这里要提醒一句,不少患者家属在患者大发作时常常使劲掐患者“人中”穴,有时甚至掐流血,发作仍不停止。癫痫大发作是有大脑异常放电引起的,对于已经开始的大发作,目前没有什么办法能使其终止。掐“人中”穴的方法是无任何意义的,而且还有损患者健康。
癫痫患者应注意哪些事项?
为确保安全,癫痫患者外出、工作、学习时,应随身携带“癫痫诊疗卡”,以便突然发作时急救和与家人联系。
在发作没有获得基本控制之前,最好不要外出旅游。基本获得控制的可以外出旅游,但最好有了解病情、懂得护理知识的家属陪伴。外出时带足常服的抗癫痫药,并备些能快速起效的药物,如苯巴比妥注射液、地西泮(安定)注射液等,以防万一。必须保证按时按量服药,偶尔漏服1次药物,下次服药时也应补上。必须保证足够睡眠,不可过度疲劳,不可过饱、过饥、过量饮水。
癫痫患者有哪些诱发因素?
睡眠剥夺、过重的体力劳动、过度紧张的脑力劳动、剧烈的体育运动、饥饿、过饱、一次大量饮水、便秘、饮酒、喝浓茶、使用大量含咖啡因的食物(如巧克力等)、精神紧张、悲伤、忧愁、情感冲动、感冒、发热、女性患者月经期,以及各种一过性代谢紊乱和过敏反应,都能激发患者发作。过度换气对于失神发作,过度饮水对于强直阵挛发作,闪光对于肌阵挛发作,有诱发作用。

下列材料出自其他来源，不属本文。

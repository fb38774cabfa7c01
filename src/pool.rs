// Copyright © 2021 Alexandra Frydl
//
// This Source Code Form is subject to the terms of the Mozilla Public
// License, v. 2.0. If a copy of the MPL was not distributed with this
// file, You can obtain one at http://mozilla.org/MPL/2.0/.

//! A fixed-size pool of worker threads.

use crate::prelude::*;

use crate::future::run_task;
use crate::sync::{Condvar, Mutex};
use once_cell::sync::Lazy;
use std::thread::ThreadId;

/// The process-wide shared pool.
static GLOBAL: Lazy<Mutex<Option<ThreadPool>>> = Lazy::new(default);

/// A fixed-size pool of worker threads executing tasks in FIFO order.
///
/// Clones share the same workers and queue.
#[derive(Clone)]
pub struct ThreadPool {
  inner: Arc<Inner>,
}

/// A boxed task for [`ThreadPool::invoke_all`].
pub type Task<T> = Box<dyn FnOnce() -> Result<T> + Send>;

struct Inner {
  size: usize,
  state: Mutex<State>,
  work: Condvar,
  terminated: Condvar,
}

struct State {
  queue: VecDeque<Job>,
  shutdown: bool,
  active: usize,
  alive: usize,
  workers: HashSet<ThreadId>,
}

/// A unit of work for a single worker: either a task, or a signal for one
/// worker to exit.
enum Job {
  Run(Box<dyn FnOnce(bool) + Send>),
  Poison,
}

impl ThreadPool {
  /// Creates a new pool with the given number of workers.
  ///
  /// Panics if `size` is zero.
  pub fn new(size: usize) -> Self {
    assert!(size > 0, "A thread pool must have at least one worker.");

    let inner = Arc::new(Inner {
      size,
      state: Mutex::new(State {
        queue: VecDeque::new(),
        shutdown: false,
        active: 0,
        alive: size,
        workers: HashSet::new(),
      }),
      work: Condvar::new(),
      terminated: Condvar::new(),
    });

    for i in 0..size {
      let inner = inner.clone();

      Thread::spawn(format!("pool-worker-{}", i), move || worker(inner)).detach();
    }

    Self { inner }
  }

  /// Creates a new pool with one worker per logical CPU core.
  pub fn with_default() -> Self {
    Self::new(num_cpus::get().max(1))
  }

  /// Returns the process-wide shared pool, creating it on first use.
  ///
  /// If the shared pool has been shut down, the next call creates a fresh
  /// one.
  pub fn global() -> Self {
    global_in(&GLOBAL)
  }

  /// Returns the number of tasks currently running.
  pub fn active_count(&self) -> usize {
    self.inner.state.lock().active
  }

  /// Blocks up to the given duration for every worker to exit, returning
  /// `true` if they did.
  pub fn await_termination(&self, timeout: Duration) -> bool {
    let deadline = Instant::now() + timeout;
    let mut state = self.inner.state.lock();

    while state.alive > 0 {
      if self.inner.terminated.wait_until(&mut state, deadline).timed_out() {
        return state.alive == 0;
      }
    }

    true
  }

  /// Runs a task on the pool, discarding its output.
  ///
  /// Submitting to a pool that has been shut down logs a warning and
  /// discards the task.
  pub fn execute(&self, task: impl FnOnce() + Send + 'static) {
    let mut state = self.inner.state.lock();

    if state.shutdown {
      drop(state);
      warn!("Discarding a task submitted to a shut-down thread pool.");

      return;
    }

    state.queue.push_back(Job::Run(Box::new(move |run| {
      if run && panic::catch_unwind(panic::AssertUnwindSafe(task)).is_err() {
        warn!("A pooled task panicked.");
      }
    })));

    self.inner.work.notify_one();
  }

  /// Submits every task in order and returns their futures.
  pub fn invoke_all<T: Clone + Send + 'static>(&self, tasks: Vec<Task<T>>) -> Vec<Future<T>> {
    tasks.into_iter().map(|task| self.submit(task)).collect()
  }

  /// Returns `true` if the pool has been shut down.
  pub fn is_shutdown(&self) -> bool {
    self.inner.state.lock().shutdown
  }

  /// Returns the number of tasks waiting to run.
  pub fn queue_size(&self) -> usize {
    let state = self.inner.state.lock();

    state
      .queue
      .iter()
      .filter(|job| match job {
        Job::Run(_) => true,
        Job::Poison => false,
      })
      .count()
  }

  /// Marks the pool as shut down and waits for the workers to finish every
  /// queued task and exit.
  ///
  /// When called from one of the pool's own workers, this function returns
  /// without waiting.
  pub fn shutdown(&self) {
    self.begin_shutdown(false);
    self.join_workers();
  }

  /// Marks the pool as shut down, discards every queued task, and waits for
  /// the workers to finish their current tasks and exit.
  ///
  /// The futures of discarded tasks are cancelled. When called from one of
  /// the pool's own workers, this function returns without waiting.
  pub fn shutdown_now(&self) {
    self.begin_shutdown(true);
    self.join_workers();
  }

  /// Returns the number of workers in the pool.
  pub fn size(&self) -> usize {
    self.inner.size
  }

  /// Enqueues a task and returns a future for its result.
  ///
  /// Submitting to a pool that has been shut down returns an already-failed
  /// future. If the future is cancelled before the task is dispatched, the
  /// task is skipped.
  pub fn submit<T: Clone + Send + 'static>(
    &self,
    task: impl FnOnce() -> Result<T> + Send + 'static,
  ) -> Future<T> {
    let mut state = self.inner.state.lock();

    if state.shutdown {
      return Future::failed("thread pool is shut down");
    }

    let future = Future::pending();
    let cell = future.clone();

    state.queue.push_back(Job::Run(Box::new(move |run| {
      if !run {
        cell.cancel();
        return;
      }

      if cell.is_cancelled() {
        return;
      }

      cell.complete(run_task(task));
    })));

    self.inner.work.notify_one();
    drop(state);

    future
  }

  /// Marks the pool as shut down and poisons the queue, optionally
  /// discarding queued tasks first.
  fn begin_shutdown(&self, discard_queued: bool) {
    let discarded = {
      let mut state = self.inner.state.lock();
      let first = !state.shutdown;

      state.shutdown = true;

      let mut discarded = Vec::new();

      if discard_queued {
        let mut poisons = 0;

        for job in state.queue.drain(..) {
          match job {
            Job::Poison => poisons += 1,
            job => discarded.push(job),
          }
        }

        for _ in 0..poisons {
          state.queue.push_back(Job::Poison);
        }
      }

      if first {
        for _ in 0..self.inner.size {
          state.queue.push_back(Job::Poison);
        }
      }

      self.inner.work.notify_all();

      discarded
    };

    for job in discarded {
      if let Job::Run(task) = job {
        task(false);
      }
    }
  }

  /// Waits for every worker to exit, unless called from a worker.
  fn join_workers(&self) {
    let mut state = self.inner.state.lock();

    if state.workers.contains(&std::thread::current().id()) {
      return;
    }

    while state.alive > 0 {
      self.inner.terminated.wait(&mut state);
    }
  }
}

/// Returns the shared pool in the given slot, creating a fresh pool on first
/// use or after a shutdown.
fn global_in(slot: &Mutex<Option<ThreadPool>>) -> ThreadPool {
  let mut slot = slot.lock();

  match &*slot {
    Some(pool) if !pool.is_shutdown() => pool.clone(),

    _ => {
      let pool = ThreadPool::with_default();

      *slot = Some(pool.clone());
      pool
    }
  }
}

/// The worker loop: pull jobs in FIFO order until poisoned.
fn worker(inner: Arc<Inner>) {
  let id = std::thread::current().id();

  inner.state.lock().workers.insert(id);

  loop {
    let job = {
      let mut state = inner.state.lock();

      loop {
        match state.queue.pop_front() {
          Some(job) => break job,
          None => inner.work.wait(&mut state),
        }
      }
    };

    match job {
      Job::Poison => break,

      Job::Run(task) => {
        inner.state.lock().active += 1;
        task(true);
        inner.state.lock().active -= 1;
      }
    }
  }

  let mut state = inner.state.lock();

  state.workers.remove(&id);
  state.alive -= 1;

  if state.alive == 0 {
    inner.terminated.notify_all();
  }
}

// Unit tests.

#[cfg(test)]
mod tests {
  use super::*;
  use std::sync::atomic::{AtomicUsize, Ordering};

  /// Tests that a large batch of tasks each runs exactly once.
  #[test]
  pub fn test_fan_out() {
    let pool = ThreadPool::new(4);

    let futures: Vec<_> = (0..1000).map(|i| pool.submit(move || Ok(i))).collect();

    let mut seen: Vec<usize> = futures.iter().map(|future| future.wait().unwrap()).collect();

    seen.sort_unstable();

    assert_eq!(seen, (0..1000).collect::<Vec<_>>());

    // Give the last worker a moment to finish its bookkeeping.

    thread::sleep(Duration::from_millis(50));

    assert_eq!(pool.active_count(), 0);
    assert_eq!(pool.queue_size(), 0);

    pool.shutdown();
  }

  /// Tests that tasks submitted after shutdown fail immediately.
  #[test]
  pub fn test_submit_after_shutdown() {
    let pool = ThreadPool::new(1);

    pool.shutdown();

    let future = pool.submit(|| Ok(1));

    assert_eq!(future.wait().unwrap_err().message(), "thread pool is shut down");
    assert!(pool.is_shutdown());
  }

  /// Tests that `shutdown` waits for every worker to exit.
  #[test]
  pub fn test_shutdown_joins() {
    let pool = ThreadPool::new(2);

    let futures: Vec<_> = (0..8)
      .map(|i| {
        pool.submit(move || {
          thread::sleep(Duration::from_millis(5));
          Ok(i)
        })
      })
      .collect();

    pool.shutdown();

    // Every queued task ran before the workers exited.

    for (i, future) in futures.iter().enumerate() {
      assert_eq!(future.wait().unwrap(), i);
    }

    assert!(pool.await_termination(Duration::from_secs(1)));
  }

  /// Tests that `shutdown_now` cancels queued tasks but not running ones.
  #[test]
  pub fn test_shutdown_now_discards() {
    let pool = ThreadPool::new(1);

    let running = pool.submit(|| {
      thread::sleep(Duration::from_millis(50));
      Ok("ran")
    });

    // Give the worker time to start the first task.

    thread::sleep(Duration::from_millis(10));

    let queued: Vec<_> = (0..4).map(|i| pool.submit(move || Ok(i))).collect();

    pool.shutdown_now();

    assert_eq!(running.wait().unwrap(), "ran");

    for future in queued {
      assert!(future.is_cancelled());
    }
  }

  /// Tests that `shutdown_now` on an idle pool terminates promptly.
  #[test]
  pub fn test_shutdown_now_idle() {
    let pool = ThreadPool::new(4);

    pool.shutdown_now();

    assert!(pool.await_termination(Duration::from_secs(1)));
  }

  /// Tests that a panicking task does not kill its worker.
  #[test]
  pub fn test_worker_survives_panic() {
    let pool = ThreadPool::new(1);

    let panicked = pool.submit(|| -> Result<usize> { panic!("oops") });
    let healthy = pool.submit(|| Ok(2));

    assert!(panicked.wait().is_err());
    assert_eq!(healthy.wait().unwrap(), 2);

    pool.shutdown();
  }

  /// Tests that `invoke_all` preserves task order.
  #[test]
  pub fn test_invoke_all() {
    let pool = ThreadPool::new(2);

    let tasks: Vec<Task<usize>> =
      (0..4usize).map(|i| Box::new(move || Ok(i * i)) as Task<usize>).collect();

    let futures = pool.invoke_all(tasks);
    let values: Vec<_> = futures.iter().map(|future| future.wait().unwrap()).collect();

    assert_eq!(values, vec![0, 1, 4, 9]);

    pool.shutdown();
  }

  /// Tests that cancelled tasks are skipped at dispatch.
  #[test]
  pub fn test_skips_cancelled() {
    let pool = ThreadPool::new(1);
    let runs = Arc::new(AtomicUsize::new(0));

    // Block the worker so the next submission stays queued.

    let blocker = pool.submit(|| {
      thread::sleep(Duration::from_millis(50));
      Ok(())
    });

    let skipped = {
      let runs = runs.clone();

      pool.submit(move || {
        runs.fetch_add(1, Ordering::SeqCst);
        Ok(())
      })
    };

    assert!(skipped.cancel());

    blocker.wait().unwrap();
    pool.shutdown();

    assert_eq!(runs.load(Ordering::SeqCst), 0);
    assert!(skipped.is_cancelled());
  }

  /// Tests that a shared slot hands out a fresh pool after a shutdown.
  #[test]
  pub fn test_shared_slot_recreates() {
    let slot = Mutex::new(None);

    let first = global_in(&slot);

    assert!(!first.is_shutdown());

    first.shutdown();

    let second = global_in(&slot);

    assert!(!second.is_shutdown());

    second.shutdown();
  }

  /// Tests that pool construction rejects a zero size.
  #[test]
  #[should_panic]
  pub fn test_zero_size_panics() {
    ThreadPool::new(0);
  }
}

有些患者仅在某种特定条件下才发作,例如闪光、音乐、心算、阅读、书写、下棋、玩牌、沐浴、刷牙、起步、外耳道刺激等,统称为反射性癫痫。
癫痫患者能结婚吗?
癫痫患者只要及早接受系统正规治疗,是不会有精神和智能障碍的。他们完全可以和正常人一样工作、生活和学习。他们也应该和正常人一样享受爱情和家庭幸福。因此,对已完全控制或基本控制发作的癫痫患者,在婚姻问题上不应受到歧视。
对于一些到了结婚年龄,但癫痫发作尚未得到很好控制的癫痫患者,暂时还是不结婚好。等到发作完全控制或基本稳定后再结婚。
对于一些由于过去延误治疗而导致精神或智能严重障碍的癫痫患者,他们承担不起家庭的责任,无生育和抚养子女的能力,不宜结婚。
如果为了互相不嫌弃,将就着将两个癫痫患者撮合结婚,最好不生育。